- [Material to process]:
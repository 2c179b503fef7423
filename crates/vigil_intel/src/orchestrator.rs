//! Threat-intel enrichment orchestrator (spec.md §4.10): checks the
//! dual-tier cache, fans out to every enabled source in parallel under a
//! per-source semaphore and token bucket, combines results with
//! reliability weighting, and optionally writes back to the SIEM store.

use crate::source::ThreatIntelSource;
use chrono::Utc;
use governor::{Quota, RateLimiter};
use std::collections::HashMap;
use std::num::NonZeroU32;
use std::sync::Arc;
use std::time::Duration;
use tokio::sync::Semaphore;
use vigil_cache::{CacheEntry, DualTierCache};
use vigil_domain::{Indicator, SourceResult, ThreatIntelResult};
use vigil_protocol::VigilError;
use vigil_resilience::{CircuitBreaker, CircuitBreakerConfig};
use vigil_siem::SiemClient;

type SourceLimiter = RateLimiter<governor::state::NotKeyed, governor::state::InMemoryState, governor::clock::DefaultClock>;

struct SourceHandle {
    source: Arc<dyn ThreatIntelSource>,
    semaphore: Arc<Semaphore>,
    limiter: Arc<SourceLimiter>,
    breaker: CircuitBreaker,
}

pub struct OrchestratorConfig {
    pub per_source_timeout: Duration,
    /// When `Some`, successful enrichments are written back to the store's
    /// `enrichment-intel-YYYY.MM` index (spec.md §4.10). Write-back failures
    /// are logged, never propagated.
    pub writeback: Option<Arc<SiemClient>>,
    /// Shared by one `CircuitBreaker` per source; a source that trips stops
    /// receiving outbound calls until its cool-down elapses (spec.md §4.4),
    /// independent of the other configured sources.
    pub breaker: CircuitBreakerConfig,
}

impl Default for OrchestratorConfig {
    fn default() -> Self {
        Self { per_source_timeout: Duration::from_secs(30), writeback: None, breaker: CircuitBreakerConfig::default() }
    }
}

pub struct EnrichOutcome {
    pub result: ThreatIntelResult,
    pub cache_hit: bool,
}

pub struct ThreatIntelOrchestrator {
    sources: Vec<SourceHandle>,
    cache: Arc<DualTierCache>,
    config: OrchestratorConfig,
}

impl ThreatIntelOrchestrator {
    pub fn new(sources: Vec<Arc<dyn ThreatIntelSource>>, cache: Arc<DualTierCache>, config: OrchestratorConfig) -> Self {
        let handles = sources
            .into_iter()
            .map(|source| {
                let permits = source.max_concurrent_requests().max(1);
                let rpm = NonZeroU32::new(source.requests_per_minute().max(1)).expect("rpm clamped to >=1");
                let limiter = RateLimiter::direct(Quota::per_minute(rpm));
                let breaker = CircuitBreaker::new(source.name().to_string(), config.breaker);
                SourceHandle { source, semaphore: Arc::new(Semaphore::new(permits)), limiter: Arc::new(limiter), breaker }
            })
            .collect();
        Self { sources: handles, cache, config }
    }

    pub async fn enrich(&self, indicator: &Indicator) -> Result<EnrichOutcome, VigilError> {
        let cache_key = format!("{indicator}:comprehensive");
        if let Some(entry) = self.cache.get(&cache_key).await {
            if let Ok(result) = serde_json::from_slice::<ThreatIntelResult>(&entry.payload) {
                return Ok(EnrichOutcome { result, cache_hit: true });
            }
        }

        let lookups = self.sources.iter().map(|handle| {
            let indicator = indicator.clone();
            let timeout = self.config.per_source_timeout;
            async move {
                let name = handle.source.name().to_string();

                let guard = match handle.breaker.try_acquire() {
                    Ok(guard) => guard,
                    Err(e) => return Err(format!("{name}: {e}")),
                };

                let _permit = handle
                    .semaphore
                    .acquire()
                    .await
                    .expect("semaphore is never closed");
                handle.limiter.until_ready().await;

                match tokio::time::timeout(timeout, handle.source.lookup(&indicator)).await {
                    Ok(Ok(result)) => {
                        guard.success();
                        Ok(result)
                    }
                    Ok(Err(e)) => {
                        guard.failure();
                        Err(format!("{name}: {e}"))
                    }
                    Err(_) => {
                        guard.failure();
                        Err(format!("{name}: timed out after {}s", timeout.as_secs()))
                    }
                }
            }
        });

        let outcomes = futures_util::future::join_all(lookups).await;
        let mut successes = Vec::new();
        let mut diagnostics = Vec::new();
        for outcome in outcomes {
            match outcome {
                Ok(result) => successes.push(result),
                Err(diag) => diagnostics.push(diag),
            }
        }

        if successes.is_empty() {
            return Err(VigilError::EnrichmentNoSource { diagnostics });
        }

        let weights = self.reliability_weights();
        let result = ThreatIntelResult::combine(indicator.clone(), successes, &weights, diagnostics, Utc::now());

        if let Ok(bytes) = serde_json::to_vec(&result) {
            let entry = CacheEntry::new(cache_key, bytes, Duration::from_secs(3600));
            self.cache.put(entry).await;
        }

        if let Some(store) = &self.config.writeback {
            if let Err(err) = write_back(store, &result).await {
                tracing::warn!(error = %err, "enrichment write-back to SIEM store failed");
            }
        }

        Ok(EnrichOutcome { result, cache_hit: false })
    }

    fn reliability_weights(&self) -> Vec<(String, f64)> {
        self.sources
            .iter()
            .map(|h| (h.source.name().to_string(), h.source.reliability_weight()))
            .collect()
    }

    /// Current breaker state per configured source, for the health probe
    /// registered against each source's dependency name.
    pub fn source_breaker_states(&self) -> Vec<(String, vigil_resilience::BreakerState)> {
        self.sources.iter().map(|h| (h.source.name().to_string(), h.breaker.state())).collect()
    }
}

/// `enrichment-intel-YYYY.MM` naming convention (spec.md §4.10).
fn enrichment_index_name(now: chrono::DateTime<Utc>) -> String {
    format!("enrichment-intel-{}", now.format("%Y.%m"))
}

async fn write_back(store: &SiemClient, result: &ThreatIntelResult) -> Result<(), vigil_siem::SiemError> {
    let index = enrichment_index_name(result.computed_at);
    let document = serde_json::to_value(result).map_err(|e| vigil_siem::SiemError::Deserialize(e.to_string()))?;
    store.index_document(&index, &document).await
}

#[cfg(test)]
mod tests {
    use super::*;
    use async_trait::async_trait;
    use std::net::Ipv4Addr;
    use std::sync::atomic::{AtomicUsize, Ordering};
    use vigil_domain::GeoMetadata;

    struct FixedSource {
        name: String,
        weight: f64,
        malicious: bool,
        fail: bool,
        calls: Arc<AtomicUsize>,
    }

    #[async_trait]
    impl ThreatIntelSource for FixedSource {
        fn name(&self) -> &str {
            &self.name
        }
        fn reliability_weight(&self) -> f64 {
            self.weight
        }
        fn max_concurrent_requests(&self) -> usize {
            4
        }
        fn requests_per_minute(&self) -> u32 {
            6000
        }
        async fn lookup(&self, _indicator: &Indicator) -> Result<SourceResult, crate::source::SourceError> {
            self.calls.fetch_add(1, Ordering::SeqCst);
            if self.fail {
                return Err(crate::source::SourceError::RequestFailed {
                    source: self.name.clone(),
                    reason: "boom".into(),
                });
            }
            Ok(SourceResult {
                source_name: self.name.clone(),
                confidence: 0.8,
                malicious: self.malicious,
                geo: Some(GeoMetadata { country_code: Some("US".into()), ..Default::default() }),
                network: None,
                tags: vec!["botnet".into()],
                retrieved_at: Utc::now(),
            })
        }
    }

    fn cache() -> Arc<DualTierCache> {
        let dir = tempfile::tempdir().unwrap();
        // Leaked deliberately: the directory only needs to outlive the
        // cache for the duration of one test process.
        let path = Box::leak(Box::new(dir)).path();
        Arc::new(DualTierCache::open(path, 2, 100, Duration::from_secs(60)).unwrap())
    }

    #[tokio::test]
    async fn enrich_succeeds_when_at_least_one_source_succeeds() {
        let good = Arc::new(FixedSource {
            name: "good".into(),
            weight: 1.0,
            malicious: true,
            fail: false,
            calls: Arc::new(AtomicUsize::new(0)),
        });
        let bad = Arc::new(FixedSource {
            name: "bad".into(),
            weight: 1.0,
            malicious: false,
            fail: true,
            calls: Arc::new(AtomicUsize::new(0)),
        });

        let orchestrator = ThreatIntelOrchestrator::new(
            vec![good, bad],
            cache(),
            OrchestratorConfig::default(),
        );
        let ind = Indicator::Ipv4(Ipv4Addr::new(203, 0, 113, 1));
        let outcome = orchestrator.enrich(&ind).await.unwrap();
        assert!(outcome.result.malicious);
        assert_eq!(outcome.result.diagnostics.len(), 1);
        assert!(!outcome.cache_hit);
    }

    #[tokio::test]
    async fn enrich_fails_with_enrichment_no_source_when_all_fail() {
        let bad = Arc::new(FixedSource {
            name: "bad".into(),
            weight: 1.0,
            malicious: false,
            fail: true,
            calls: Arc::new(AtomicUsize::new(0)),
        });
        let orchestrator = ThreatIntelOrchestrator::new(vec![bad], cache(), OrchestratorConfig::default());
        let ind = Indicator::Ipv4(Ipv4Addr::new(203, 0, 113, 1));
        let err = orchestrator.enrich(&ind).await.unwrap_err();
        assert!(matches!(err, VigilError::EnrichmentNoSource { .. }));
    }

    #[tokio::test]
    async fn second_enrich_is_served_from_cache() {
        let calls = Arc::new(AtomicUsize::new(0));
        let good = Arc::new(FixedSource {
            name: "good".into(),
            weight: 1.0,
            malicious: false,
            fail: false,
            calls: calls.clone(),
        });
        let orchestrator = ThreatIntelOrchestrator::new(vec![good], cache(), OrchestratorConfig::default());
        let ind = Indicator::Ipv4(Ipv4Addr::new(203, 0, 113, 1));

        orchestrator.enrich(&ind).await.unwrap();
        let second = orchestrator.enrich(&ind).await.unwrap();

        assert!(second.cache_hit);
        assert_eq!(calls.load(Ordering::SeqCst), 1);
    }

    #[test]
    fn enrichment_index_name_uses_year_month_convention() {
        let now = chrono::DateTime::parse_from_rfc3339("2026-07-30T00:00:00Z").unwrap().with_timezone(&Utc);
        assert_eq!(enrichment_index_name(now), "enrichment-intel-2026.07");
    }
}
//! Typed configuration tree and secret resolution (spec.md §6, SPEC_FULL.md
//! C1). Loaded from an optional TOML or JSON file, then overridden by a
//! small set of environment variables. Unknown keys warn, never fail —
//! `VigilConfig` deliberately does not derive `deny_unknown_fields`.

use serde::{Deserialize, Serialize};
use std::path::Path;
use std::time::Duration;
use thiserror::Error;

#[derive(Debug, Error)]
pub enum ConfigError {
    #[error("failed to read config file {path}: {source}")]
    Read { path: String, source: std::io::Error },
    #[error("failed to parse config file {path}: {source}")]
    Parse { path: String, source: anyhow::Error },
    #[error("secret reference {reference} could not be resolved: {reason}")]
    Secret { reference: String, reason: String },
}

#[derive(Debug, Clone, Serialize, Deserialize)]
#[serde(default)]
pub struct VigilConfig {
    pub siem_store: SiemStoreConfig,
    pub threat_intel: ThreatIntelConfig,
    pub rate_limits: RateLimitsConfig,
    pub circuit_breakers: CircuitBreakersConfig,
    pub transport: TransportConfig,
    pub api_keys: ApiKeysConfig,
    pub features: FeaturesConfig,
    /// Fail startup (exit 69) rather than degrade if a mandatory dependency
    /// is unreachable at boot (spec.md §6 exit codes).
    pub strict_startup: bool,
}

impl Default for VigilConfig {
    fn default() -> Self {
        Self {
            siem_store: SiemStoreConfig::default(),
            threat_intel: ThreatIntelConfig::default(),
            rate_limits: RateLimitsConfig::default(),
            circuit_breakers: CircuitBreakersConfig::default(),
            transport: TransportConfig::default(),
            api_keys: ApiKeysConfig::default(),
            features: FeaturesConfig::default(),
            strict_startup: false,
        }
    }
}

#[derive(Debug, Clone, Serialize, Deserialize)]
#[serde(default)]
pub struct SiemStoreConfig {
    pub url: String,
    pub username: Option<String>,
    /// May be a literal value or a `secret://vault/item/field` reference.
    pub password: Option<String>,
}

impl Default for SiemStoreConfig {
    fn default() -> Self {
        Self { url: "https://localhost:9200".to_string(), username: None, password: None }
    }
}

#[derive(Debug, Clone, Serialize, Deserialize)]
#[serde(default)]
pub struct ThreatIntelConfig {
    pub sources: Vec<ThreatIntelSourceConfig>,
    pub cache: CacheConfig,
    pub writeback: WritebackConfig,
}

impl Default for ThreatIntelConfig {
    fn default() -> Self {
        Self { sources: Vec::new(), cache: CacheConfig::default(), writeback: WritebackConfig::default() }
    }
}

#[derive(Debug, Clone, Serialize, Deserialize)]
pub struct ThreatIntelSourceConfig {
    pub name: String,
    pub base_url: String,
    /// May be a literal value or a `secret://vault/item/field` reference.
    pub api_key: Option<String>,
    pub reliability_weight: f64,
    pub requests_per_minute: u32,
    pub max_concurrent_requests: u32,
}

#[derive(Debug, Clone, Serialize, Deserialize)]
#[serde(default)]
pub struct CacheConfig {
    pub disk_dir: String,
    pub shard_count: usize,
    pub max_memory_entries: u64,
    pub memory_ttl_secs: u64,
}

impl Default for CacheConfig {
    fn default() -> Self {
        Self {
            disk_dir: "./vigil-cache".to_string(),
            shard_count: 16,
            max_memory_entries: 10_000,
            memory_ttl_secs: 300,
        }
    }
}

#[derive(Debug, Clone, Serialize, Deserialize)]
#[serde(default)]
pub struct WritebackConfig {
    pub enabled: bool,
    pub index_prefix: String,
}

impl Default for WritebackConfig {
    fn default() -> Self {
        Self { enabled: false, index_prefix: "enrichment-intel".to_string() }
    }
}

#[derive(Debug, Clone, Serialize, Deserialize)]
#[serde(default)]
pub struct RateLimitsConfig {
    pub global_requests_per_minute: u32,
    pub global_burst: u32,
    pub per_connection_requests_per_minute: u32,
    pub per_connection_burst: u32,
}

impl Default for RateLimitsConfig {
    fn default() -> Self {
        Self {
            global_requests_per_minute: 6000,
            global_burst: 200,
            per_connection_requests_per_minute: 600,
            per_connection_burst: 60,
        }
    }
}

#[derive(Debug, Clone, Serialize, Deserialize)]
#[serde(default)]
pub struct CircuitBreakersConfig {
    pub failure_threshold: u32,
    pub cool_down_secs: u64,
}

impl Default for CircuitBreakersConfig {
    fn default() -> Self {
        Self { failure_threshold: 5, cool_down_secs: 30 }
    }
}

#[derive(Debug, Clone, Copy, PartialEq, Eq, Serialize, Deserialize)]
#[serde(rename_all = "lowercase")]
pub enum TransportMode {
    Stdio,
    Tcp,
}

#[derive(Debug, Clone, Serialize, Deserialize)]
#[serde(default)]
pub struct TransportConfig {
    pub mode: TransportMode,
    pub tcp_bind: String,
    pub tcp_port: u16,
    pub max_connections: usize,
    pub idle_timeout_secs: u64,
}

impl Default for TransportConfig {
    fn default() -> Self {
        Self {
            mode: TransportMode::Stdio,
            tcp_bind: "127.0.0.1".to_string(),
            tcp_port: 3000,
            max_connections: 256,
            idle_timeout_secs: 300,
        }
    }
}

#[derive(Debug, Clone, Serialize, Deserialize)]
#[serde(default)]
pub struct ApiKeysConfig {
    pub validation_cache_ttl_secs: u64,
    pub audit_log_path: Option<String>,
    /// Where the default standalone key store persists `ApiKey` records as a
    /// JSON array, shared by `serve` and the `vigil keys` CLI subcommands.
    /// `None` falls back to a purely in-memory store that forgets every key
    /// on process exit (fine for tests, not for a real deployment).
    pub key_store_path: Option<String>,
}

impl Default for ApiKeysConfig {
    fn default() -> Self {
        Self {
            validation_cache_ttl_secs: 60,
            audit_log_path: Some("./vigil-audit.ndjson".to_string()),
            key_store_path: Some("./vigil-keys.json".to_string()),
        }
    }
}

#[derive(Debug, Clone, Serialize, Deserialize)]
#[serde(default)]
pub struct FeaturesConfig {
    pub health_probe_interval_secs: u64,
}

impl Default for FeaturesConfig {
    fn default() -> Self {
        Self { health_probe_interval_secs: 30 }
    }
}

impl ApiKeysConfig {
    pub fn validation_cache_ttl(&self) -> Duration {
        Duration::from_secs(self.validation_cache_ttl_secs)
    }
}

impl FeaturesConfig {
    pub fn health_probe_interval(&self) -> Duration {
        Duration::from_secs(self.health_probe_interval_secs)
    }
}

impl TransportConfig {
    pub fn idle_timeout(&self) -> Duration {
        Duration::from_secs(self.idle_timeout_secs)
    }
}

/// Loads `path` (TOML or JSON, inferred by extension; defaults to TOML) if
/// given, falling back to defaults, then applies the environment-variable
/// overrides named in spec.md §6.
pub fn load_config(path: Option<&Path>) -> Result<VigilConfig, ConfigError> {
    let mut config = match path {
        Some(p) => read_config_file(p)?,
        None => VigilConfig::default(),
    };
    apply_env_overrides(&mut config);
    Ok(config)
}

fn read_config_file(path: &Path) -> Result<VigilConfig, ConfigError> {
    let raw = std::fs::read_to_string(path)
        .map_err(|source| ConfigError::Read { path: path.display().to_string(), source })?;
    let is_json = path.extension().and_then(|e| e.to_str()) == Some("json");
    if is_json {
        serde_json::from_str(&raw)
            .map_err(|e| ConfigError::Parse { path: path.display().to_string(), source: e.into() })
    } else {
        toml::from_str(&raw).map_err(|e| ConfigError::Parse { path: path.display().to_string(), source: e.into() })
    }
}

fn apply_env_overrides(config: &mut VigilConfig) {
    if let Ok(v) = std::env::var("SIEM_STORE_URL") {
        config.siem_store.url = v;
    }
    if let Ok(v) = std::env::var("SIEM_STORE_USERNAME") {
        config.siem_store.username = Some(v);
    }
    if let Ok(v) = std::env::var("SIEM_STORE_PASSWORD") {
        config.siem_store.password = Some(v);
    }
    if let Ok(v) = std::env::var("TRANSPORT_MODE") {
        config.transport.mode = match v.to_ascii_lowercase().as_str() {
            "tcp" => TransportMode::Tcp,
            _ => TransportMode::Stdio,
        };
    }
    if let Ok(v) = std::env::var("TCP_BIND") {
        config.transport.tcp_bind = v;
    }
    if let Ok(v) = std::env::var("TCP_PORT") {
        if let Ok(port) = v.parse() {
            config.transport.tcp_port = port;
        } else {
            tracing::warn!(value = %v, "ignoring unparsable TCP_PORT override");
        }
    }
}

/// A parsed `secret://vault/item/field` reference.
#[derive(Debug, Clone, PartialEq, Eq)]
pub struct SecretRef {
    pub vault: String,
    pub item: String,
    pub field: String,
}

impl SecretRef {
    pub fn parse(value: &str) -> Option<Self> {
        let rest = value.strip_prefix("secret://")?;
        let mut parts = rest.splitn(3, '/');
        let vault = parts.next()?.to_string();
        let item = parts.next()?.to_string();
        let field = parts.next()?.to_string();
        if vault.is_empty() || item.is_empty() || field.is_empty() {
            return None;
        }
        Some(Self { vault, item, field })
    }
}

/// Resolves `secret://...` references lazily, at first use rather than at
/// config load time, so a transiently-unavailable secret backend doesn't
/// fail startup for fields nothing has read yet.
pub trait SecretProvider: Send + Sync {
    fn resolve(&self, reference: &SecretRef) -> Result<String, ConfigError>;
}

/// Resolves secrets from environment variables named
/// `{VAULT}_{ITEM}_{FIELD}` (uppercased). Stand-in for a real vault
/// integration; adequate for local development and tests.
pub struct EnvSecretProvider;

impl SecretProvider for EnvSecretProvider {
    fn resolve(&self, reference: &SecretRef) -> Result<String, ConfigError> {
        let var_name =
            format!("{}_{}_{}", reference.vault, reference.item, reference.field).to_ascii_uppercase();
        std::env::var(&var_name).map_err(|_| ConfigError::Secret {
            reference: format!("secret://{}/{}/{}", reference.vault, reference.item, reference.field),
            reason: format!("environment variable {var_name} not set"),
        })
    }
}

/// Resolves `value` through `provider` if it looks like a secret reference,
/// otherwise returns it unchanged (a literal value, used directly in dev
/// configs and tests).
pub fn resolve_field(value: &str, provider: &dyn SecretProvider) -> Result<String, ConfigError> {
    match SecretRef::parse(value) {
        Some(reference) => provider.resolve(&reference),
        None => Ok(value.to_string()),
    }
}

#[cfg(test)]
mod tests {
    use super::*;

    #[test]
    fn parses_secret_reference() {
        let reference = SecretRef::parse("secret://vault/siem/password").unwrap();
        assert_eq!(reference.vault, "vault");
        assert_eq!(reference.item, "siem");
        assert_eq!(reference.field, "password");
    }

    #[test]
    fn non_secret_values_pass_through() {
        assert!(SecretRef::parse("plain-value").is_none());
    }

    #[test]
    fn env_provider_resolves_uppercased_var() {
        std::env::set_var("VAULT_SIEM_PASSWORD", "hunter2");
        let provider = EnvSecretProvider;
        let reference = SecretRef::parse("secret://vault/siem/password").unwrap();
        assert_eq!(provider.resolve(&reference).unwrap(), "hunter2");
        std::env::remove_var("VAULT_SIEM_PASSWORD");
    }

    #[test]
    fn default_config_has_stdio_transport() {
        let config = VigilConfig::default();
        assert_eq!(config.transport.mode, TransportMode::Stdio);
        assert_eq!(config.rate_limits.global_requests_per_minute, 6000);
    }
}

- [Problem]: Apply a filter for "tracing" to the entries and show each line that passes.

- [Task answer]:
                tracing::warn!(error = %err, "enrichment write-back to SIEM store failed");
            tracing::warn!(value = %v, "ignoring unparsable TCP_PORT override");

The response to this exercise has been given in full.